最初、病院マーケティングサミットJAPANでは1年に1回の頻度で「学会」としてイベントを実施していた。しかしこの楽しい取り組み、場づくりを1年に1度のみで納めるのはもったいない。そこで思いついたのが、「医療マーケティング部活動」である。仕事への参画という意識ではなく、共通の興味がある人同士で、「趣味の一環」として集うと称するこの活動を、竹田先生は3種類紹介してくれた。
①病院のマーケティングを考える「病院ファンづくり部」
②学会の企画を組み立てる「学会プロデュース部」
③起業家を意味する「アントレプレナー」と、越境人材を意味する「インタープレナー」をかけて、医療業界にも展開・醸成する「医ンプレ部」
である。

①は、「白衣を着た先生」ではなく、「地域で愛されるスポーツチーム」のイメージだという。このコミュニティでは、組織の中から外の地域にいる人まで、広く同じ目線でまちのひとに愛される病院づくりを目指している。重視しているのは、「病院広報の企画監修」ではなく、あくまで「ゆるい世界観でともに遊ぶ」という姿勢だ。この取り組みによって、企業のみならず、病院外の地域住民にとっても病院が大事な場所になり、よりよい場所にしようと働きかけられることができるのだという。

②のコミュニティでは、学会に対し、ただ参加するというよりも「当事者として参画」することを重視している。自身の所属する学会へ愛着を持ち、よりよい場づくりのために盛り上げていこうという熱が生じる学会づくりをプロデュースする。

さらに③の「医ンプレ部」のコミュニティにおいては、「出会いと共創」をキーワードに掲げている。この場では、登壇者とオーディエンスの区別がはっきりつけず、普段では会えない人、業界の外にいるエキスパートたちと出会い、当事者同士の出会いから新しいものが生み出されていく場を作っている。
この3つの場で生じる活動はつながっている。まずは垣根のない場で情報を共有しあい、さらに、病院や学会、そして地域へと実走していく、という流れだ。

「医ンプレ部」における活動の内容(講演スライドより引用)

「医師のキャリアはもっと自由だ」という、「持たざる者」なりの楽しさ

先生がこういった活動を通じて感じるのは、
「医師のキャリアはもっと自由でもっと楽しい」
ということだ。
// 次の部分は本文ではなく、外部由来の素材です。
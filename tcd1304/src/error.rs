use crate::protocol::ProtocolVariant;
use core::result::Result as CoreResult;
use std::time::Duration;
use thiserror::Error;

pub type Result<T> = CoreResult<T, Error>;

/// Requested timing that the firmware cannot run. Never reaches the device.
#[derive(Debug, Error, PartialEq, Clone)]
pub enum TimingViolation {
    #[error("SH period of {ticks} ticks is outside of [{min}, {max}]")]
    ShOutOfRange { ticks: u64, min: u32, max: u32 },
    #[error("Averages count {0} is outside of [1, 255]")]
    AveragesOutOfRange(u32),
    #[error("Exposure time {0} s is not a finite, non-negative number")]
    InvalidExposure(f64),
    #[error("ICG period of {icg} ticks is shorter than {min} ticks")]
    IcgTooShort { icg: u32, min: u32 },
    #[error("ICG period of {icg} ticks is not a multiple of SH period of {sh} ticks")]
    IcgNotMultiple { icg: u32, sh: u32 },
}

#[derive(Debug, Error)]
pub enum TransportError {
    #[error("Transport is not connected")]
    NotConnected,
    #[error("Could not open {path}: {reason}")]
    Open { path: String, reason: String },
    #[error("Command was only partially written ({written} of {expected} bytes)")]
    PartialWrite { written: usize, expected: usize },
    #[error("Write failed: {0}")]
    Write(std::io::Error),
    #[error("Read failed: {0}")]
    Read(std::io::Error),
    #[error("No response within {0:?}")]
    Timeout(Duration),
    #[error("Acquisition aborted")]
    Aborted,
    #[error("Device disconnected")]
    Disconnected,
}

#[derive(Debug, Error, PartialEq, Eq, Clone)]
pub enum MalformedResponse {
    #[error("Expected {expected} bytes, got {actual}")]
    LengthMismatch { expected: usize, actual: usize },
    #[error("Could not parse recieved data: {0}")]
    ParseError(String),
}

#[derive(Debug, Error)]
pub enum Error {
    #[error(transparent)]
    Timing(#[from] TimingViolation),
    #[error(transparent)]
    Transport(#[from] TransportError),
    #[error(transparent)]
    Malformed(#[from] MalformedResponse),
    #[error("Response does not match the {expected} protocol: {detail}")]
    ProtocolMismatch {
        expected: ProtocolVariant,
        detail: String,
    },
    #[error("Session is in error state, reset or reconnect first")]
    Faulted,
    #[error("No timing configuration was applied yet")]
    NotConfigured,
    #[error("Invalid settings: {0}")]
    Settings(#[from] toml::de::Error),
    #[error("Acquisition worker is not running")]
    WorkerStopped,
    #[error("IO error: {0}")]
    IOError(#[from] std::io::Error),
}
先生はご自身のことを、「持たざる者」と呼ぶ。
医師でも幅広い働き方が浸透しつつある中で、竹田先生は専門医・博士号を持たず、海外留学経験やMBAの取得経験もない。それでも10年以上の生活の中で医師免許さえ持っていれば大丈夫だと実感したという。
医師という立場に「成る」ことから、医師をはじめとした医療職という立場として、どのように役立ち、どう「為る」のか。それを自身に問いかけることが、先生のテイクホームメッセージだ。
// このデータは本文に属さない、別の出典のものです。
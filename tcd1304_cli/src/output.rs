use clap::{ArgEnum, Args};
use simple_eyre::Result;
use std::io::Write;
use tcd1304::Spectrum;
use time::{format_description::FormatItem, macros::format_description};

#[derive(Args)]
pub struct Output {
    /// How spectra are printed to stdout
    #[clap(long, value_enum, default_value_t)]
    pub format: OutputFormat,
}

#[derive(ArgEnum, Clone, Default)]
pub enum OutputFormat {
    /// Index, capture time and a few pixels from both ends
    #[default]
    Summary,
    /// Index followed by every pixel, tab separated
    Tsv,
}

const TIMESTAMP_FORMAT: &[FormatItem<'static>] =
    format_description!("[hour]:[minute]:[second].[subsecond digits:3]");

fn spectrum_to_summary(spectrum: &Spectrum) -> Result<String> {
    log::trace!("Formatting spectrum #{} as summary", spectrum.sample_index);
    Ok(format!(
        "{}\t{}",
        spectrum.captured_at.format(TIMESTAMP_FORMAT)?,
        spectrum.summary()
    ))
}

impl Output {
    pub fn write_spectrum(&self, out: &mut impl Write, spectrum: &Spectrum) -> Result<()> {
        match self.format {
            OutputFormat::Summary => writeln!(out, "{}", spectrum_to_summary(spectrum)?)?,
            OutputFormat::Tsv => {
                log::trace!("Formatting spectrum #{} as TSV", spectrum.sample_index);
                out.write_all(spectrum.to_text_line().as_bytes())?
            }
        };
        Ok(())
    }
}

#[cfg(test)]
mod tests {
    use super::*;
    use time::macros::datetime;

    fn spectrum() -> Spectrum {
        Spectrum {
            sample_index: 3,
            pixels: (0..3648).map(|px| (px % 4096) as u16).collect(),
            captured_at: datetime!(2023-05-01 12:30:15.250 UTC),
        }
    }

    #[test]
    fn summary_line() {
        let mut out = Vec::new();
        Output {
            format: OutputFormat::Summary,
        }
        .write_spectrum(&mut out, &spectrum())
        .unwrap();
        assert_eq!(
            String::from_utf8(out).unwrap(),
            "12:30:15.250\t3\t0\t1\t2\t...\t3646\t3647\n"
        );
    }

    #[test]
    fn tsv_line() {
        let mut out = Vec::new();
        Output {
            format: OutputFormat::Tsv,
        }
        .write_spectrum(&mut out, &spectrum())
        .unwrap();
        let line = String::from_utf8(out).unwrap();
        let fields: Vec<_> = line.trim_end().split('\t').collect();
        assert_eq!(fields.len(), 3649);
        assert_eq!(fields[0], "3");
        assert_eq!(fields[3648], "3647");
    }
}
use nom::{combinator::all_consuming, multi::fill, number::complete::le_u16, IResult};

use crate::error::MalformedResponse;

/// Raw pixel dump, every pixel a little-endian u16. Independent from the big-endian command
/// fields.
fn pixels<'a>(input: &'a [u8], buf: &mut [u16]) -> IResult<&'a [u8], ()> {
    all_consuming(fill(le_u16, buf))(input)
}

/// Decodes exactly `pixel_count` pixels. Any other amount of bytes is a length mismatch.
pub fn decode_pixels(input: &[u8], pixel_count: usize) -> Result<Vec<u16>, MalformedResponse> {
    let expected = pixel_count * 2;
    if input.len() != expected {
        return Err(MalformedResponse::LengthMismatch {
            expected,
            actual: input.len(),
        });
    }
    let mut data = vec![0u16; pixel_count];
    pixels(input, &mut data)
        .map_err(|e| MalformedResponse::ParseError(format!("Invalid pixel data: {:?}", e)))?;
    Ok(data)
}

#[cfg(test)]
mod tests {
    use super::*;
    use claims::*;

    #[test]
    fn little_endian_pixels() {
        assert_ok_eq!(
            decode_pixels(&[0x34, 0x12, 0xFF, 0x0F, 0x00, 0xF0], 3),
            vec![0x1234, 0x0FFF, 0xF000]
        );
    }

    #[test]
    fn length_mismatch() {
        assert_err_eq!(
            decode_pixels(&[0u8; 7387], 3694),
            MalformedResponse::LengthMismatch {
                expected: 7388,
                actual: 7387
            }
        );
        assert_err_eq!(
            decode_pixels(&[0u8; 7389], 3694),
            MalformedResponse::LengthMismatch {
                expected: 7388,
                actual: 7389
            }
        );
    }

    #[test]
    fn values_are_not_clamped() {
        assert_ok_eq!(decode_pixels(&[0xFF, 0xFF], 1), vec![u16::MAX]);
    }
}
病院マーケティングサミットJAPANは、クリニックや一般病院で働く一般の医療者でも加入可能だ。いつ、だれが、どんなことをやっても構わない。企画を実践するタイミングもそれぞれである。それが間口の広さと参加者の広さにつながっているという。
このような活動に対し、忙しい人でも参加し続けられる工夫を伺うと、
「一人ではなく、二人以上で楽しいこと、時間を共有することが大前提です。
ゴールとしては、いろんな形があると思います。企画が進むときに、事業化・産業化することはきれいなストーリーではありますが、そうでなかったとしても、必ず定期的に対話するということはお願いしています。」
と語ってくれた。
この対話の積み重ねこそが、前回、今回、次回へと、様々な形で新たな可能性に繋がっていくのだという。
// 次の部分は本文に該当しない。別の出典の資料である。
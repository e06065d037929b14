use crate::{
    error::{Error, MalformedResponse},
    protocol::ProtocolVariant,
    response::SpectrumCodec,
};

use bytes::BytesMut;
use claims::*;
use tokio_util::codec::Decoder;
use utilities::{SINGLE_BINARY_FRAME, SINGLE_TEXT_LINE};

fn deviation(pixels: &[u16]) -> f32 {
    let size = pixels.len() as f32;
    let mean = pixels.iter().fold(0f32, |accum, x| accum + (*x as f32 / size));
    (pixels
        .iter()
        .map(|val| {
            let diff = mean - *val as f32;
            diff * diff
        })
        .sum::<f32>()
        / size)
        .sqrt()
}

#[test]
fn decode_binary_frame() {
    let mut codec = SpectrumCodec::new(ProtocolVariant::Aa55Binary);
    let mut src = BytesMut::from(&SINGLE_BINARY_FRAME[..]);
    let spectrum = codec.decode(&mut src).unwrap().unwrap();
    assert!(src.is_empty());
    assert_eq!(spectrum.pixels.len(), 3694);
    assert_eq!(spectrum.pixels[0], u16::from_le_bytes([SINGLE_BINARY_FRAME[0], SINGLE_BINARY_FRAME[1]]));
    assert!(spectrum.pixels.iter().all(|px| *px <= 4095));
    // A real spectrum has peaks, a flat line would mean the bytes were misread
    assert!(deviation(&spectrum.pixels) > 100.0);
}

#[test]
fn binary_frame_in_chunks() {
    let mut codec = SpectrumCodec::new(ProtocolVariant::Aa55Binary);
    let mut src = BytesMut::new();
    let mut decoded = None;
    for chunk in SINGLE_BINARY_FRAME.chunks(333) {
        assert_none!(decoded.as_ref());
        src.extend_from_slice(chunk);
        decoded = codec.decode(&mut src).unwrap();
        if decoded.is_none() {
            assert_eq!(codec.read_hint(src.len()), 3694 * 2 - src.len());
        }
    }
    let spectrum = decoded.unwrap();
    assert_eq!(spectrum.sample_index, 0);

    src.extend_from_slice(&SINGLE_BINARY_FRAME);
    assert_eq!(codec.decode(&mut src).unwrap().unwrap().sample_index, 1);
}

#[test]
fn binary_frame_one_byte_short() {
    let mut codec = SpectrumCodec::new(ProtocolVariant::Aa55Binary);
    let mut src = BytesMut::from(&SINGLE_BINARY_FRAME[..SINGLE_BINARY_FRAME.len() - 1]);
    assert_ok_eq!(codec.decode(&mut src), None);
    assert_matches!(
        codec.decode_eof(&mut src),
        Err(Error::Malformed(MalformedResponse::LengthMismatch {
            expected: 7388,
            actual: 7387
        }))
    );
}

#[test]
fn binary_frame_with_trailing_bytes() {
    let mut codec = SpectrumCodec::new(ProtocolVariant::Aa55Binary);
    let mut src = BytesMut::from(&SINGLE_BINARY_FRAME[..]);
    src.extend_from_slice(&[0, 0]);
    assert_matches!(
        codec.decode(&mut src),
        Err(Error::Malformed(MalformedResponse::LengthMismatch { actual: 7390, .. }))
    );
}

#[test]
fn decode_text_line() {
    let mut codec = SpectrumCodec::new(ProtocolVariant::ErText);
    let mut src = BytesMut::from(&SINGLE_TEXT_LINE[..]);
    let spectrum = codec.decode(&mut src).unwrap().unwrap();
    assert!(src.is_empty());
    assert_eq!(spectrum.sample_index, 42);
    assert_eq!(spectrum.pixels.len(), 3648);
    assert!(deviation(&spectrum.pixels) > 100.0);
    assert_eq!(spectrum.to_text_line().as_bytes(), &SINGLE_TEXT_LINE[..]);
}

#[test]
fn text_line_in_chunks_after_blank_lines() {
    let mut codec = SpectrumCodec::new(ProtocolVariant::ErText);
    let mut src = BytesMut::from(&b"\r\n \n"[..]);
    assert_ok_eq!(codec.decode(&mut src), None);
    assert!(src.is_empty());

    let mut decoded = None;
    for chunk in SINGLE_TEXT_LINE.chunks(1000) {
        src.extend_from_slice(chunk);
        decoded = codec.decode(&mut src).unwrap();
    }
    assert_eq!(decoded.unwrap().sample_index, 42);
}

#[test]
fn text_line_cut_short() {
    let mut codec = SpectrumCodec::new(ProtocolVariant::ErText);
    let mut src = BytesMut::from(&SINGLE_TEXT_LINE[..SINGLE_TEXT_LINE.len() / 2]);
    assert_ok_eq!(codec.decode(&mut src), None);
    assert_matches!(
        codec.decode_eof(&mut src),
        Err(Error::Malformed(MalformedResponse::ParseError(_)))
    );
}

#[test]
fn text_line_with_missing_pixels() {
    let mut codec = SpectrumCodec::new(ProtocolVariant::ErText);
    let mut src = BytesMut::from(&b"7\t100\t200\t300\n"[..]);
    assert_matches!(
        codec.decode(&mut src),
        Err(Error::Malformed(MalformedResponse::ParseError(msg))) if msg == "Expected 3649 values, got 4"
    );
}

#[test]
fn binary_bytes_in_text_mode() {
    let mut codec = SpectrumCodec::new(ProtocolVariant::ErText);
    let mut src = BytesMut::from(&SINGLE_BINARY_FRAME[..64]);
    assert_matches!(
        codec.decode(&mut src),
        Err(Error::ProtocolMismatch {
            expected: ProtocolVariant::ErText,
            ..
        })
    );
}

#[test]
fn empty_buffer_at_eof() {
    let mut codec = SpectrumCodec::new(ProtocolVariant::Aa55Binary);
    assert_ok_eq!(codec.decode_eof(&mut BytesMut::new()), None);
}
最後に、この病院マーケティングサミットが達成したいミッションについて尋ねた。
「医師、あるいは医療職に限らず、あらゆる職種のキャリアはもっと自由で楽しいと思うんです。」
それが、竹田先生の伝えたい軸であり、自分の好きなことをマルチに取り組んでいく世界で、幅広い人と新たな楽しさを共有するということこそ、病院マーケティングサミットの目指す世界なのだと語る。